= Erwin Dold =

Erwin Dold (16 November 1919, in Wagensteig, Weimar Republic – 11 September 2012, in Buchenbach, Germany) was a fighter pilot in the Luftwaffe, then sergeant-major in the Luftwaffe ground staff, Commandant of the Dautmergen Concentration Camp, and director of the lumber company Dold Holzwerke in Buchenbach.

==Early life==
Dold was born in Wagensteig in the Black Forest region of southern Germany in 1919, and was connected to his family's lumber mill from his earliest years. The outbreak of World War II prevented him from officially joining the company, and he instead was trained as a fighter pilot in the German air force, seeing action in France, Romania, and the Soviet Union, before being shot down over Crimea. He was seriously wounded and transferred to the ground staff in Freiburg im Breisgau after his recovery.

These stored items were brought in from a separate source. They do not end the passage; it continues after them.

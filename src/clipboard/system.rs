//! System clipboard access
//!
//! The editing core never touches the OS clipboard directly; the runtime goes
//! through [`ClipboardProvider`] so hosts and tests can swap the backend.

/// Error type for clipboard access
#[derive(Debug, thiserror::Error)]
pub enum ClipboardError {
    #[error("clipboard is unavailable: {0}")]
    Unavailable(String),
    #[error("clipboard read failed: {0}")]
    Read(String),
    #[error("clipboard write failed: {0}")]
    Write(String),
}

/// Read/write plain text on a clipboard
pub trait ClipboardProvider {
    fn read_text(&mut self) -> Result<String, ClipboardError>;
    fn write_text(&mut self, text: &str) -> Result<(), ClipboardError>;
}

impl<T: ClipboardProvider + ?Sized> ClipboardProvider for &mut T {
    fn read_text(&mut self) -> Result<String, ClipboardError> {
        (**self).read_text()
    }

    fn write_text(&mut self, text: &str) -> Result<(), ClipboardError> {
        (**self).write_text(text)
    }
}

/// The OS clipboard via `arboard`
///
/// A fresh handle is opened per operation. On X11 and Wayland the text lives
/// only as long as its owning handle, so short-lived processes use
/// [`SystemClipboard::holding_until_replaced`] to keep serving it.
#[derive(Debug, Default, Clone, Copy)]
pub struct SystemClipboard {
    hold_until_replaced: bool,
}

impl SystemClipboard {
    pub fn new() -> Self {
        Self::default()
    }

    /// Block on write until another program replaces the clipboard contents
    pub fn holding_until_replaced() -> Self {
        Self {
            hold_until_replaced: true,
        }
    }

    /// Check if writes block to keep the contents available
    pub fn holds_contents(&self) -> bool {
        self.hold_until_replaced
            && cfg!(all(
                unix,
                not(any(target_os = "macos", target_os = "android", target_os = "emscripten"))
            ))
    }

    fn open() -> Result<arboard::Clipboard, ClipboardError> {
        arboard::Clipboard::new().map_err(|e| ClipboardError::Unavailable(e.to_string()))
    }
}

#[cfg(all(
    unix,
    not(any(target_os = "macos", target_os = "android", target_os = "emscripten"))
))]
fn set_text(
    clipboard: &mut arboard::Clipboard,
    text: &str,
    hold: bool,
) -> Result<(), arboard::Error> {
    use arboard::SetExtLinux;

    if hold {
        tracing::debug!("serving clipboard until it is replaced");
        clipboard.set().wait().text(text)
    } else {
        clipboard.set_text(text)
    }
}

#[cfg(not(all(
    unix,
    not(any(target_os = "macos", target_os = "android", target_os = "emscripten"))
)))]
fn set_text(
    clipboard: &mut arboard::Clipboard,
    text: &str,
    _hold: bool,
) -> Result<(), arboard::Error> {
    clipboard.set_text(text)
}

impl ClipboardProvider for SystemClipboard {
    fn read_text(&mut self) -> Result<String, ClipboardError> {
        Self::open()?
            .get_text()
            .map_err(|e| ClipboardError::Read(e.to_string()))
    }

    fn write_text(&mut self, text: &str) -> Result<(), ClipboardError> {
        let mut clipboard = Self::open()?;
        set_text(&mut clipboard, text, self.hold_until_replaced)
            .map_err(|e| ClipboardError::Write(e.to_string()))
    }
}

/// In-process clipboard, used by tests and headless hosts
#[derive(Debug, Default, Clone)]
pub struct MemoryClipboard {
    pub contents: Option<String>,
}

impl MemoryClipboard {
    pub fn new() -> Self {
        Self::default()
    }

    pub fn with_text(text: &str) -> Self {
        Self {
            contents: Some(text.to_string()),
        }
    }
}

impl ClipboardProvider for MemoryClipboard {
    fn read_text(&mut self) -> Result<String, ClipboardError> {
        self.contents
            .clone()
            .ok_or_else(|| ClipboardError::Read("clipboard is empty".to_string()))
    }

    fn write_text(&mut self, text: &str) -> Result<(), ClipboardError> {
        self.contents = Some(text.to_string());
        Ok(())
    }
}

Dold was sent as to the concentration camp Haslach im Kinzigtal to serve as commander. After its closure in autumn of 1944, Dold was transferred to the concentration camp in Dautmergen, one of the sub-camps of the Natzweiler-Struthof concentration camp. Its main purpose was the mining of oil shale, gained under grossly inhumane conditions.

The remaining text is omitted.